Abstract

The purpose of this project was to create a device that could join two strands of 3D printing filament with the goal of being simple to use, efficient, and inexpensive. The benefits are for companies and hobbyists that are using 3D printers to be able to reduce waste and cut down the costs of wasting materials. The individual tasks of this device were split up into three teams; heating, feeder, and display. The heating team ensured the quality of temperature control, the feeder team cared for the precision of feeding the filament into the system, and the display team was responsible for developing a user interface. The subgroups were able to combine their mini-projects into one, incorporating what they learned to make the 3D filament splicer prototype. The project overall was successful in developing an affordable and accurate method to join filament. It was found that for PLA, the optimal binding temperature was between 125-165 C, 125 C for PETG, and 150-155 C for ABS. It was also found that PETG is not a good filament to be used with the splicer and binding temperatures may fluctuate between brands.

Introduction

When sending a print job to a 3D printer, one must determine if there is enough plastic filament to complete the job. If this is not the case, the old spool of filament is replaced with a full one and the plastic in that old spool is often wasted. In other cases, rolls of filament can have slight imperfections that can cause them to snap in the middle of the printing process. The next course of action would often be to discard the stray filament strand. Over time, this waste of material can build up as erroneous expenditures and a detriment to the environment if not properly recycled. Existing 3D splicers can cost to the tune of $800 (Mosaic Palette), and do-it-yourself models tend to be inaccurate and require a manual feed and heat source, such as a flame. This project explores the possibility of creating an inexpensive yet effective splicer using easy-to-obtain parts, including stepper motors, filament extruders, a heating core, an LCD display, a rotary encoder, and an Arduino. Through experimentation, this project investigated the temperature at which the filaments best melted and fused with each other, the compression to be used when extruding the filament, and the speed at which to run the motors. Success was defined by extruding the filament after it has been fused together as a continuous strand ready to be directly fed into a 3D printer.

Methods

To begin the project, we split up into three teams: a display team to construct a menu for the 3D filament splicer user interface and assemble the LCD unit; a heating team to manage a heating element and fan that essentially fuses together the 3D filament; and a feed team to control and navigate the motors that will be guiding the 3D filament through the device. Rather than collecting data, each group researched their own portion of the project, created their own code, and constructed their physical setups. After, the groups combined their codes with the display team's user interface, integrating common variables and functions to operate harmoniously. The physical three models were integrated for a single prototype that was tested, refined, and of course, 3D printed.

Findings

Despite several known improvements to be discussed in the following section, the 3D filament splicer was a success in joining two separate strands of filament into one. It was found that the optimal temperature for the operation was specific per type of plastic and between brands of the same plastic. The ideal action of binding is to see the filament get soft, but not liquid enough to stick to the Bowden tube and deform before it enters the heating core. It must also not be so hot as deforms in the stepper motor feed after exiting the heating core. The temperature should also not be so cool as to form cold joints, where the filaments come out as one but are easily separated.
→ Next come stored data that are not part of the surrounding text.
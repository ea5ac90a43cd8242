//! PNG export of composite bitmaps.

use image::codecs::png::PngEncoder;
use image::{ColorType, ImageEncoder};
use tracing::debug;

use crate::bitmap::RgbaBitmap;
use crate::error::{RenderError, RenderResult};

/// Encode an RGBA bitmap as PNG bytes.
pub fn encode_png(bitmap: &RgbaBitmap) -> RenderResult<Vec<u8>> {
    let mut out = Vec::with_capacity(bitmap.byte_len() / 4);
    PngEncoder::new(&mut out)
        .write_image(
            bitmap.pixels(),
            bitmap.width(),
            bitmap.height(),
            ColorType::Rgba8,
        )
        .map_err(|e| RenderError::Encode(e.to_string()))?;
    Ok(out)
}

/// Encode and write to `path`.
pub fn write_png(bitmap: &RgbaBitmap, path: &std::path::Path) -> RenderResult<()> {
    let bytes = encode_png(bitmap)?;
    std::fs::write(path, &bytes)?;
    debug!(path = %path.display(), bytes = bytes.len(), "PNG written");
    Ok(())
}
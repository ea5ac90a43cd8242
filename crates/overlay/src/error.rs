//! Overlay error types.

use thiserror::Error;

#[derive(Debug, Error, Clone, PartialEq)]
pub enum OverlayError {
    #[error("failed to create overlay context: {0}")]
    ContextCreation(String),

    #[error("failed to upload bitmap: {0}")]
    Upload(String),

    #[error("failed to apply layer list: {0}")]
    Apply(String),
}

pub type Result<T> = std::result::Result<T, OverlayError>;
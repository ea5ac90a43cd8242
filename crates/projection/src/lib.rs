//! Coordinate reference system transformations.
//!
//! Implements the UTM transverse Mercator series from scratch without
//! external dependencies. Input rasters arrive in UTM; everything downstream
//! works in WGS84 longitude/latitude.

pub mod error;
pub mod utm;
pub mod zone;

pub use error::ProjectionError;
pub use utm::{convert_bounds_to_wgs84, utm_to_wgs84, wgs84_to_utm, UtmZone};
pub use zone::{detect_utm_zone, zone_from_tile_name, ZoneDetection, ZoneSource};
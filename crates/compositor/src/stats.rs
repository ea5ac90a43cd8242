//! Composite statistics and provenance.

use atlas_common::TimeWindow;
use serde::{Deserialize, Serialize};

use crate::quality::DiscardCounts;

/// Summary of the aggregated values of a composite.
#[derive(Debug, Clone, Copy, PartialEq, Serialize, Deserialize)]
pub struct ValueSummary {
    pub min: f32,
    pub max: f32,
    pub mean: f32,
    pub p5: f32,
    pub p50: f32,
    pub p95: f32,
    pub count: usize,
}

impl ValueSummary {
    /// Summarize the valid (non-NaN) entries of `values`.
    pub fn from_values(values: &[f32]) -> Option<Self> {
        let mut valid: Vec<f32> = values.iter().copied().filter(|v| !v.is_nan()).collect();
        if valid.is_empty() {
            return None;
        }
        valid.sort_by(f32::total_cmp);

        let sum: f64 = valid.iter().map(|&v| v as f64).sum();
        Some(Self {
            min: valid[0],
            max: valid[valid.len() - 1],
            mean: (sum / valid.len() as f64) as f32,
            p5: percentile_sorted(&valid, 0.05),
            p50: percentile_sorted(&valid, 0.50),
            p95: percentile_sorted(&valid, 0.95),
            count: valid.len(),
        })
    }
}

/// Linear-interpolated percentile of an ascending slice. `p` in [0, 1].
///
/// Returns NaN for an empty slice.
pub fn percentile_sorted(sorted: &[f32], p: f64) -> f32 {
    match sorted.len() {
        0 => f32::NAN,
        1 => sorted[0],
        n => {
            let rank = p.clamp(0.0, 1.0) * (n - 1) as f64;
            let lo = rank.floor() as usize;
            let hi = rank.ceil() as usize;
            let frac = (rank - lo as f64) as f32;
            sorted[lo] + frac * (sorted[hi] - sorted[lo])
        }
    }
}

/// How much of the region the composite can vouch for.
#[derive(Debug, Clone, Copy, PartialEq, Eq, Serialize, Deserialize)]
#[serde(rename_all = "snake_case")]
pub enum CoverageConfidence {
    High,
    Medium,
    Low,
}

impl CoverageConfidence {
    /// High: at least 3 granules and 80% valid pixels.
    /// Medium: at least 2 granules or 50% valid pixels.
    pub fn assess(contributing: usize, valid_fraction: f64) -> Self {
        if contributing >= 3 && valid_fraction >= 0.8 {
            Self::High
        } else if contributing >= 2 || valid_fraction >= 0.5 {
            Self::Medium
        } else {
            Self::Low
        }
    }

    pub fn as_str(&self) -> &'static str {
        match self {
            Self::High => "high",
            Self::Medium => "medium",
            Self::Low => "low",
        }
    }
}

/// Counters and value statistics for one composite build.
#[derive(Debug, Clone, Default, PartialEq, Serialize, Deserialize)]
pub struct CompositeStats {
    pub total_pixels: usize,
    pub valid_pixels: usize,
    pub nodata_pixels: usize,
    pub summary: Option<ValueSummary>,
    /// Regional P5 over all valid sample values (pass 1)
    pub regional_p5: Option<f32>,
    /// Regional P95 over all valid sample values (pass 1)
    pub regional_p95: Option<f32>,
    pub granules_requested: usize,
    pub granules_admitted: usize,
    pub granules_fetched: usize,
    pub granules_contributing: usize,
    pub discards: DiscardCounts,
}

impl CompositeStats {
    pub fn valid_fraction(&self) -> f64 {
        if self.total_pixels == 0 {
            0.0
        } else {
            self.valid_pixels as f64 / self.total_pixels as f64
        }
    }
}

/// Where a composite came from.
#[derive(Debug, Clone, PartialEq, Serialize, Deserialize)]
pub struct Provenance {
    /// Acquisition span of the contributing granules
    pub time_window: Option<TimeWindow>,
    /// Contributing granule ids, oldest first
    pub contributing_granules: Vec<String>,
    pub coverage_confidence: CoverageConfidence,
}
//! Output grid geometry.

use atlas_common::BoundingBox;

/// Meters per degree of latitude (mean)
const METERS_PER_DEGREE: f64 = 111_320.0;

/// Regular lon/lat grid the composite is aggregated on.
#[derive(Debug, Clone, Copy, PartialEq)]
pub struct OutputGrid {
    pub bounds: BoundingBox,
    pub width: usize,
    pub height: usize,
}

impl OutputGrid {
    /// Grid over `bounds` at roughly `resolution_m` per cell.
    ///
    /// The longer side is capped at `max_dim`; the aspect ratio follows the
    /// ground extent of the bounds. Each side is at least one cell.
    pub fn for_bounds(bounds: BoundingBox, resolution_m: f64, max_dim: u32) -> Self {
        let (_, center_lat) = bounds.center();
        let cos_lat = center_lat.to_radians().cos().max(0.01);
        let ground_w = bounds.width() * METERS_PER_DEGREE * cos_lat;
        let ground_h = bounds.height() * METERS_PER_DEGREE;

        let mut cols = (ground_w / resolution_m).ceil().max(1.0);
        let mut rows = (ground_h / resolution_m).ceil().max(1.0);

        let max_dim = max_dim.max(1) as f64;
        let longest = cols.max(rows);
        if longest > max_dim {
            let scale = max_dim / longest;
            cols = (cols * scale).round().clamp(1.0, max_dim);
            rows = (rows * scale).round().clamp(1.0, max_dim);
        }

        Self {
            bounds,
            width: cols as usize,
            height: rows as usize,
        }
    }

    pub fn len(&self) -> usize {
        self.width * self.height
    }

    pub fn is_empty(&self) -> bool {
        self.len() == 0
    }

    /// WGS84 position of a cell center. Row 0 is the northern edge.
    pub fn cell_center(&self, col: usize, row: usize) -> (f64, f64) {
        let lon = self.bounds.min_x + (col as f64 + 0.5) * self.bounds.width() / self.width as f64;
        let lat = self.bounds.max_y - (row as f64 + 0.5) * self.bounds.height() / self.height as f64;
        (lon, lat)
    }
}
PLA was the best plastic for the splicing operation, being the most consistent and durable enough to extrude the melted joint without stretching and compressing too much. In other words, the filament was fairly consistent in diameter after it came out of the core. Two brands of PLA were tested, one from 3D-fuel, which fused at 125 C (figure 3), and the another from Polymaker, fusing at 160 C (figure 4, Bottom). What was also interesting was from the first test of the heating chamber in its ability to join the filament. As figure 4, Top display, the manual feeding of filament can lead to a misaligned joint, where as compared to the image seen on figure 4, Bottom, the advantage of automated stepper motors are clear.
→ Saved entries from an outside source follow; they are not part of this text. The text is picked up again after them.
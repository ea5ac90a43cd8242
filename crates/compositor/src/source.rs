//! Raster data sources.
//!
//! A [`RasterSource`] opens a granule by URL and returns a [`RasterHandle`]
//! that answers metadata queries and windowed reads. Concrete sources live
//! in [`crate::cog`]; [`InMemorySource`] serves pre-decoded rasters.

use std::collections::HashMap;
use std::sync::{Arc, RwLock};

use async_trait::async_trait;

use crate::error::{CompositeError, Result};
use crate::types::{PixelWindow, RasterInfo};

/// Opens granules by URL.
#[async_trait]
pub trait RasterSource: Send + Sync {
    async fn open(&self, url: &str) -> Result<Arc<dyn RasterHandle>>;

    /// Short name for logs.
    fn name(&self) -> &str;
}

/// An opened raster.
#[async_trait]
pub trait RasterHandle: Send + Sync {
    fn info(&self) -> &RasterInfo;

    /// Read `window`, resampled (nearest) to `out_width × out_height`.
    ///
    /// Cells that fall outside the raster are set to `fill`.
    async fn read_window(
        &self,
        window: PixelWindow,
        out_width: u32,
        out_height: u32,
        fill: f32,
    ) -> Result<Vec<f32>>;
}

/// A fully decoded single-band raster held in memory.
#[derive(Debug, Clone)]
pub struct DecodedRaster {
    info: RasterInfo,
    data: Vec<f32>,
}

impl DecodedRaster {
    pub fn new(info: RasterInfo, data: Vec<f32>) -> Result<Self> {
        let expected = info.width as usize * info.height as usize;
        if data.len() != expected {
            return Err(CompositeError::decode_failed(format!(
                "raster has {} values, expected {}x{}={}",
                data.len(),
                info.width,
                info.height,
                expected
            )));
        }
        Ok(Self { info, data })
    }

    pub fn data(&self) -> &[f32] {
        &self.data
    }

    /// Nearest-neighbor resample of a window.
    pub fn resample_window(
        &self,
        window: PixelWindow,
        out_width: u32,
        out_height: u32,
        fill: f32,
    ) -> Vec<f32> {
        let (w, h) = (self.info.width as u64, self.info.height as u64);
        let mut out = Vec::with_capacity(out_width as usize * out_height as usize);

        for oy in 0..out_height as u64 {
            // Sample at output cell centers
            let sy = window.y as u64 + ((2 * oy + 1) * window.height as u64) / (2 * out_height as u64);
            for ox in 0..out_width as u64 {
                let sx =
                    window.x as u64 + ((2 * ox + 1) * window.width as u64) / (2 * out_width as u64);
                if sx < w && sy < h {
                    out.push(self.data[(sy * w + sx) as usize]);
                } else {
                    out.push(fill);
                }
            }
        }

        out
    }
}

#[async_trait]
impl RasterHandle for DecodedRaster {
    fn info(&self) -> &RasterInfo {
        &self.info
    }

    async fn read_window(
        &self,
        window: PixelWindow,
        out_width: u32,
        out_height: u32,
        fill: f32,
    ) -> Result<Vec<f32>> {
        if window.is_empty() || out_width == 0 || out_height == 0 {
            return Err(CompositeError::read_failed(format!(
                "empty window {:?} or output {}x{}",
                window, out_width, out_height
            )));
        }
        Ok(self.resample_window(window, out_width, out_height, fill))
    }
}

/// Serves rasters registered under a URL.
#[derive(Default)]
pub struct InMemorySource {
    rasters: RwLock<HashMap<String, Arc<DecodedRaster>>>,
}

impl InMemorySource {
    pub fn new() -> Self {
        Self::default()
    }

    pub fn insert(&self, url: impl Into<String>, raster: DecodedRaster) {
        self.rasters
            .write()
            .unwrap_or_else(|e| e.into_inner())
            .insert(url.into(), Arc::new(raster));
    }

    pub fn len(&self) -> usize {
        self.rasters.read().unwrap_or_else(|e| e.into_inner()).len()
    }

    pub fn is_empty(&self) -> bool {
        self.len() == 0
    }
}

#[async_trait]
impl RasterSource for InMemorySource {
    async fn open(&self, url: &str) -> Result<Arc<dyn RasterHandle>> {
        let raster = self
            .rasters
            .read()
            .unwrap_or_else(|e| e.into_inner())
            .get(url)
            .cloned()
            .ok_or_else(|| CompositeError::open_failed(format!("no raster registered for {}", url)))?;
        Ok(raster)
    }

    fn name(&self) -> &str {
        "memory"
    }
}

#[cfg(test)]
mod tests {
    use super::*;
    use crate::types::RasterCrs;
    use atlas_common::BoundingBox;

    fn raster(width: u32, height: u32) -> DecodedRaster {
        let info = RasterInfo {
            width,
            height,
            native_bounds: BoundingBox::new(0.0, 0.0, width as f64, height as f64),
            crs: RasterCrs::Geographic,
            nodata: None,
        };
        let data = (0..width * height).map(|v| v as f32).collect();
        DecodedRaster::new(info, data).unwrap()
    }

    #[test]
    fn test_length_checked() {
        let info = raster(2, 2).info.clone();
        assert!(DecodedRaster::new(info, vec![0.0; 3]).is_err());
    }

    #[test]
    fn test_identity_resample() {
        let r = raster(4, 3);
        let out = r.resample_window(PixelWindow::full(4, 3), 4, 3, f32::NAN);
        assert_eq!(out, r.data());
    }

    #[test]
    fn test_downsample_picks_centers() {
        let r = raster(4, 4);
        let out = r.resample_window(PixelWindow::full(4, 4), 2, 2, f32::NAN);
        // centers of 2x2 blocks land on pixels (1,1), (3,1), (1,3), (3,3)
        assert_eq!(out, vec![5.0, 7.0, 13.0, 15.0]);
    }

    #[test]
    fn test_window_outside_raster_filled() {
        let r = raster(2, 2);
        let out = r.resample_window(PixelWindow::new(1, 1, 2, 2), 2, 2, -1.0);
        assert_eq!(out, vec![3.0, -1.0, -1.0, -1.0]);
    }

    #[tokio::test]
    async fn test_in_memory_source() {
        let source = InMemorySource::new();
        source.insert("mem://a", raster(2, 2));
        assert_eq!(source.len(), 1);

        let handle = source.open("mem://a").await.unwrap();
        assert_eq!(handle.info().width, 2);
        assert!(source.open("mem://missing").await.is_err());
    }
}
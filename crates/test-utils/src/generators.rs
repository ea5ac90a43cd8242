//! Test data generators for synthetic raster granules.
//!
//! These generators create predictable, verifiable patterns that can be
//! used across the test suite. All grids are row-major, top row first.

/// Creates a test grid with predictable values.
///
/// Each cell value is calculated as: `col * 1000 + row`
///
/// # Example
///
/// ```
/// use test_utils::create_test_grid;
///
/// let grid = create_test_grid(10, 5);
/// assert_eq!(grid.len(), 50);
/// assert_eq!(grid[1], 1000.0); // col=1, row=0
/// assert_eq!(grid[10], 1.0);   // col=0, row=1
/// ```
pub fn create_test_grid(width: usize, height: usize) -> Vec<f32> {
    let mut data = Vec::with_capacity(width * height);
    for row in 0..height {
        for col in 0..width {
            data.push((col * 1000 + row) as f32);
        }
    }
    data
}

/// Creates a land-surface temperature grid in Kelvin.
///
/// Values run from 290 K (top-left) to 320 K (bottom-right), well inside the
/// plausible LST range.
pub fn create_lst_grid(width: usize, height: usize) -> Vec<f32> {
    let mut data = Vec::with_capacity(width * height);
    for row in 0..height {
        for col in 0..width {
            let x_factor = col as f32 / width.max(1) as f32;
            let y_factor = row as f32 / height.max(1) as f32;
            data.push(290.0 + x_factor * 15.0 + y_factor * 15.0);
        }
    }
    data
}

/// Creates a grid with a radial hotspot: `peak` at the center, decaying to `base` at the corners.
pub fn create_hotspot_grid(width: usize, height: usize, base: f32, peak: f32) -> Vec<f32> {
    let mut data = Vec::with_capacity(width * height);
    let center_x = width as f32 / 2.0;
    let center_y = height as f32 / 2.0;
    let max_dist = ((center_x * center_x) + (center_y * center_y)).sqrt().max(1.0);

    for row in 0..height {
        for col in 0..width {
            let dx = col as f32 + 0.5 - center_x;
            let dy = row as f32 + 0.5 - center_y;
            let dist = (dx * dx + dy * dy).sqrt() / max_dist;
            data.push(peak - (peak - base) * dist.min(1.0));
        }
    }
    data
}

/// Creates a grid where every cell has the same value.
pub fn create_constant_grid(width: usize, height: usize, value: f32) -> Vec<f32> {
    vec![value; width * height]
}

/// Replaces every `every`-th cell with `fill` (e.g. NaN, 0.0 or a nodata sentinel).
pub fn punch_holes(mut data: Vec<f32>, every: usize, fill: f32) -> Vec<f32> {
    if every == 0 {
        return data;
    }
    for (i, v) in data.iter_mut().enumerate() {
        if i % every == 0 {
            *v = fill;
        }
    }
    data
}

/// Creates a KOSTRA-like design precipitation grid in mm with -999 nodata
/// along the left column (outside the national border).
pub fn create_precipitation_grid(width: usize, height: usize) -> Vec<f32> {
    let mut data = Vec::with_capacity(width * height);
    for row in 0..height {
        for col in 0..width {
            if col == 0 {
                data.push(-999.0);
            } else {
                let y_factor = row as f32 / height.max(1) as f32;
                data.push(20.0 + 40.0 * y_factor + col as f32 * 0.5);
            }
        }
    }
    data
}

#[cfg(test)]
mod tests {
    use super::*;

    #[test]
    fn test_lst_grid_range() {
        let grid = create_lst_grid(16, 16);
        assert_eq!(grid.len(), 256);
        assert!(grid.iter().all(|&v| (290.0..320.0).contains(&v)));
        assert!(grid[0] < grid[255]);
    }

    #[test]
    fn test_hotspot_peak_in_center() {
        let grid = create_hotspot_grid(9, 9, 300.0, 330.0);
        let center = grid[4 * 9 + 4];
        assert!(grid.iter().all(|&v| v <= center));
        assert!(grid[0] < center);
    }

    #[test]
    fn test_punch_holes() {
        let grid = punch_holes(create_constant_grid(4, 1, 1.0), 2, f32::NAN);
        assert!(grid[0].is_nan());
        assert_eq!(grid[1], 1.0);
        assert!(grid[2].is_nan());
    }

    #[test]
    fn test_precipitation_nodata_column() {
        let grid = create_precipitation_grid(5, 3);
        assert_eq!(grid[0], -999.0);
        assert_eq!(grid[5], -999.0);
        assert!(grid[1] > 0.0);
    }
}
ABS filament also benefitted from the splicer as successful bonds were found at a temperature of 150 C (figure 5). The range towards 155 C was recommended as the joint resembles a cold splice, it is strong and consistent in diameter enough to be used with a 3D printer, but has the capability of snapping at the joint if enough strain was applied. At higher temperatures, the filament became too fluid and would compress at the entryway, resulting in a blockage.

For a similar problem as the ABS plastic, the PETG filament had fused but it became too fluid before it could reach a temperature suitable for splicing (figure 6). Even at temperatures as low as 125 C, the times it was able to bond and extrude were inconsistent and the filament diameter could not retain an acceptable thickness. The filament would also tend to melt towards the entrance and block the entryway, preventing sufficient compression to flow to the center of the heating core.

Discussion

Regardless of the filament used, a difference in filament thickness joined compared to the original strand resulted due to the Bowden tube chosen for the splicer (figure 7 & figure 8).

Originally, the Bowden tubes that came with the heating kit were of an inner diameter of 1.8mm, making it suitable for a 1.75mm thick filament to run through and retain its approximate thickness. However, the kit had to be slightly modified to fit the needs of the project, to be specific, the Bowden tube needed to be replaced by one twice its length to fit two metallic threaded rods (figure 9).

The replacement Bowden tube kept a continuous shell as the original would have introduced gaps that would have caused jamming. The commercial tubing used as a replacement is usually used for guiding the filament to the heating end, so it must be wider than the filament to allow ease of movement, therefore the large excursion. This also required the redrilling of the outer threaded rods to allow the thicker filament to extrude without being caught or jammed. Since this was a proof of concept, such a problem does not hinder the prototype from success as filament strands were still able to join in as a homogenous structure. If a finished product were made, some improvements may include adding Bowden lines between the filament feeders and the heating core to reduce manual alignment. Doing so may also prevent the melted filament from blocking the entrance to the heating chamber, allowing for better joints with ABS and PETG plastics. Improvements on the user interface may be viable as well, adding options and controls to the user such as variable compression values, excursion speed, fan speeds, and cooldown time before extrursion. A better power supply would be useful in replacing the two power supplies currently used for the convenience of setup and use.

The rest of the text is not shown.